Le texte sacré et la volonté de Dieu. Luther
qui possède l’art des formules fortes aurait écrit : « La
main du bourreau est celle de Dieu. C’est Dieu qui pend... »[6]. L’idée,
avec des nuances, est partagée par les traditions monothéistes. Plutôt qu’exécution de la volonté immédiate de
Dieu, la peine de mort, avec ses extensions hors-texte, est conçue par les
légistes musulmans comme l’application de sa loi, Dieu étant le Législateur
suprême. Dans l’Ancien testament la peine de mort par le feu, la lapidation,
l’épée ou la pendaison, est admise dans plusieurs hypothèses comme le meurtre,
l’adultère, la sorcellerie, l’apostasie, la violation publique du Shabbat, le
viol, l’attentat contre les ascendants, l’homosexualité[7]. A
strictement parler, le Coran ne prévoit qu’un seul cas de peine de mort, celui
de la hiraba, interprétée par les exégètes et légistes, comme la
rétribution des violences désinstauratrices de l’ordre de la cité, par la rébellion
ou le brigandage. L’homicide
volontaire, dans le Coran, relève de la loi du talion qui n’est pas à
proprement parler une peine de mort, telle que précédemment définie. La
lapidation pour commerce sexuel hors
mariage, Zina, et l’exécution de l’apostat ont été fondées sur des
hadiths du Prophète, dont on peut douter de l’authenticité. En réalité la peine
de mort a été admise, malgré quelques contestations de doctrine, par la
partie du droit pénal appelée ta‘zîr , dans laquelle la peine est décidée discrétionnairement par le prince
ou le juge, dans des matières telles que l’hérésie, l’espionnage imputable à un
musulman contre des musulmans ou l’homosexualité récidiviste. Dans le système du ta’zîr,
la sanction du crime n’est pas connue à l’avance, mais décidée par le
magistrat, selon son appréciation des faits, de leur contexte et de leur
gravité. Il lui revient d’établir la matérialité des faits, de les qualifier,
d’apprécier leur gravité et de choisir
la sanction et le moyen de son exécution.

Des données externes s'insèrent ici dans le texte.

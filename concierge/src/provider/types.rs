//! Core types for place lookup providers.

use futures::future::BoxFuture;
use thiserror::Error;

use crate::coord::{Coordinate, SearchRegion};

/// Errors returned by an upstream place lookup service.
#[derive(Debug, Clone, PartialEq, Error)]
pub enum LookupError {
    /// Transport failure (connection, timeout, non-success status).
    #[error("HTTP error: {0}")]
    HttpError(String),

    /// The service answered with something that could not be decoded.
    #[error("Invalid response: {0}")]
    InvalidResponse(String),

    /// The service refused the request (rate limit, bad key).
    #[error("Service unavailable: {0}")]
    Unavailable(String),
}

/// A single point of interest returned by a lookup service.
///
/// Upstream order carries no meaning; callers re-rank by distance.
#[derive(Debug, Clone, PartialEq)]
pub struct PlaceCandidate {
    pub name: String,
    pub address: String,
    pub coordinate: Coordinate,
}

impl PlaceCandidate {
    pub fn new(name: impl Into<String>, address: impl Into<String>, coordinate: Coordinate) -> Self {
        Self {
            name: name.into(),
            address: address.into(),
            coordinate,
        }
    }
}

/// Geocoding / points-of-interest search service.
///
/// Implementations must be `Send + Sync` so a single instance can be shared
/// between the search box and the distance cache. Methods return boxed
/// futures to keep the trait usable as `Arc<dyn PlaceLookup>`.
pub trait PlaceLookup: Send + Sync {
    /// Find points of interest matching `query` inside `region`.
    ///
    /// An empty list is a valid answer, not an error.
    fn lookup<'a>(
        &'a self,
        query: &'a str,
        region: &'a SearchRegion,
    ) -> BoxFuture<'a, Result<Vec<PlaceCandidate>, LookupError>>;

    /// Human-readable provider name for logs.
    fn name(&self) -> &str;
}
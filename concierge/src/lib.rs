//! Concierge - asynchronous core of a hotel concierge kiosk
//!
//! This library coordinates the kiosk's overlapping background work against a
//! single UI-facing state: debounced place search, per-name distance
//! resolution, ride fare estimates and streamed itinerary generation.
//!
//! Every background operation runs in a [`task_slot::TaskSlot`] and tags its
//! results with a [`task_slot::Generation`]. Results from a superseded
//! generation are dropped, so a slow older request can never overwrite the
//! state produced by a newer one.

pub mod config;
pub mod coord;
pub mod dashboard;
pub mod distance;
pub mod focus;
pub mod generation;
pub mod logging;
pub mod profile;
pub mod provider;
pub mod ride;
pub mod search;
pub mod task_slot;
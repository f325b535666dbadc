//! Local guest data: loyalty profile and recommendation feed.
//!
//! These are boundary inputs. A file that is missing or malformed is logged
//! and reported as `None`, and callers degrade instead of failing.

mod feed;
mod user;

pub use feed::{FeedCategory, FeedItem, RecommendationFeed};
pub use user::{UserProfile, DEFAULT_TIER, DEFAULT_TRAVEL_STYLE};

use std::path::Path;

use thiserror::Error;
use tracing::{info, warn};

/// Why a data file could not be loaded.
#[derive(Debug, Error)]
pub enum ProfileError {
    #[error("Failed to read data file: {0}")]
    Io(#[from] std::io::Error),

    #[error("Failed to decode data file: {0}")]
    Json(#[from] serde_json::Error),
}

/// Load a guest profile, or `None` if the file is missing or malformed.
pub fn load_profile(path: &Path) -> Option<UserProfile> {
    match std::fs::read(path)
        .map_err(ProfileError::from)
        .and_then(|bytes| UserProfile::from_json(&bytes))
    {
        Ok(profile) => {
            info!(path = %path.display(), member = %profile.id, "Loaded guest profile");
            Some(profile)
        }
        Err(e) => {
            warn!(path = %path.display(), error = %e, "Guest profile unavailable");
            None
        }
    }
}

/// Load a recommendation feed, or `None` if the file is missing or malformed.
pub fn load_feed(path: &Path) -> Option<RecommendationFeed> {
    match std::fs::read(path)
        .map_err(ProfileError::from)
        .and_then(|bytes| RecommendationFeed::from_json(&bytes))
    {
        Ok(feed) => {
            info!(
                path = %path.display(),
                categories = feed.recommendations.len(),
                "Loaded recommendation feed"
            );
            Some(feed)
        }
        Err(e) => {
            warn!(path = %path.display(), error = %e, "Recommendation feed unavailable");
            None
        }
    }
}

#[cfg(test)]
mod tests {
    use super::*;
    use std::io::Write;
    use tempfile::NamedTempFile;

    #[test]
    fn test_missing_file_is_none() {
        assert!(load_profile(Path::new("/nonexistent/profile.json")).is_none());
        assert!(load_feed(Path::new("/nonexistent/feed.json")).is_none());
    }

    #[test]
    fn test_malformed_file_is_none() {
        let mut file = NamedTempFile::new().unwrap();
        file.write_all(b"{ not json").unwrap();
        assert!(load_profile(file.path()).is_none());
    }

    #[test]
    fn test_load_profile_from_disk() {
        let mut file = NamedTempFile::new().unwrap();
        file.write_all(br#"{"member_id": "MB1", "first_name": "Ana"}"#)
            .unwrap();
        let profile = load_profile(file.path()).unwrap();
        assert_eq!(profile.name, "Ana");
    }
}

Cette notion archaïque de Ta‘zîr , indépendamment du fait
qu’elle repose sur des fondements religieux contestables viole les principes
les plus fondamentaux du droit pénal. Cela nous conduit à dire que la
justification de la peine de mort par le texte religieux repose sur des
arguments d’une extrême fragilité.
La justice pénale commutative. L’idée
aristotélico-thomiste de justice commutative fondée sur la réciprocité de
l’échange ne s’applique, en principe, qu’en matière civile. Elle consiste à
restaurer ce qui a été indument pris au patrimoine moral ou matériel d’une
personne. Grâce à la monnaie, cette équivalence proportionnelle se trouve
évidemment simplifiée. Pourtant,
l’imbrication entre la pénalité et la réparation en matière criminelle a été
admise dans l’histoire du droit pénal. Ainsi, pour prendre un exemple au droit
musulman, certaines écoles juridiques, comme le hanbalisme, admettent en
matière d’homicide volontaire l’unité du talion, qisas, et de la
réparation de la victime, diyya.
Pour le hanbalisme, la diyya fait partie de la peine principale, qawd,
de telle sorte que les ayant-droits
de la victime ont la possibilité de choisir entre l’application de l’un,
qawd, ou de l’autre, diyya, sans le consentement du coupable. Dans
ce dernier cas, il s’agit, au sens plein du terme, d’une véritable réparation
pénale. Dans le système du droit pénal moderne, la sanction pénale proprement
dite a été nettement distinguée de la réparation civile. Cette séparation a
entraîné de multiples complications concernant aussi bien le rapport entre
l’action publique et l’action civile que l’effet absolu ou relatif de la
sentence pénale sur le jugement civil. Ce qui nous importe, c’est que l’action
civile peut venir se greffer directement sur l’action publique, être jugée par
le même juge et faire l’objet d’un même jugement. Les tendances récentes du droit pénal
reviennent à l’idée d’une nature proprement pénale de la réparation, notamment
en matière de justice pénale des mineurs. En Tunisie, la loi 68.2009 du 12 août
2009 a introduit l’idée d’une réparation pénale venant se substituer à la peine
d’emprisonnement. Mais ces nouvelles tendances ne reçoivent application que
pour les contraventions et certains délits. Ce que nous devons retenir de ces
considérations, c’est que l’idée de justice commutative, même en matière
criminelle, n’est pas totalement étrangère au droit pénal.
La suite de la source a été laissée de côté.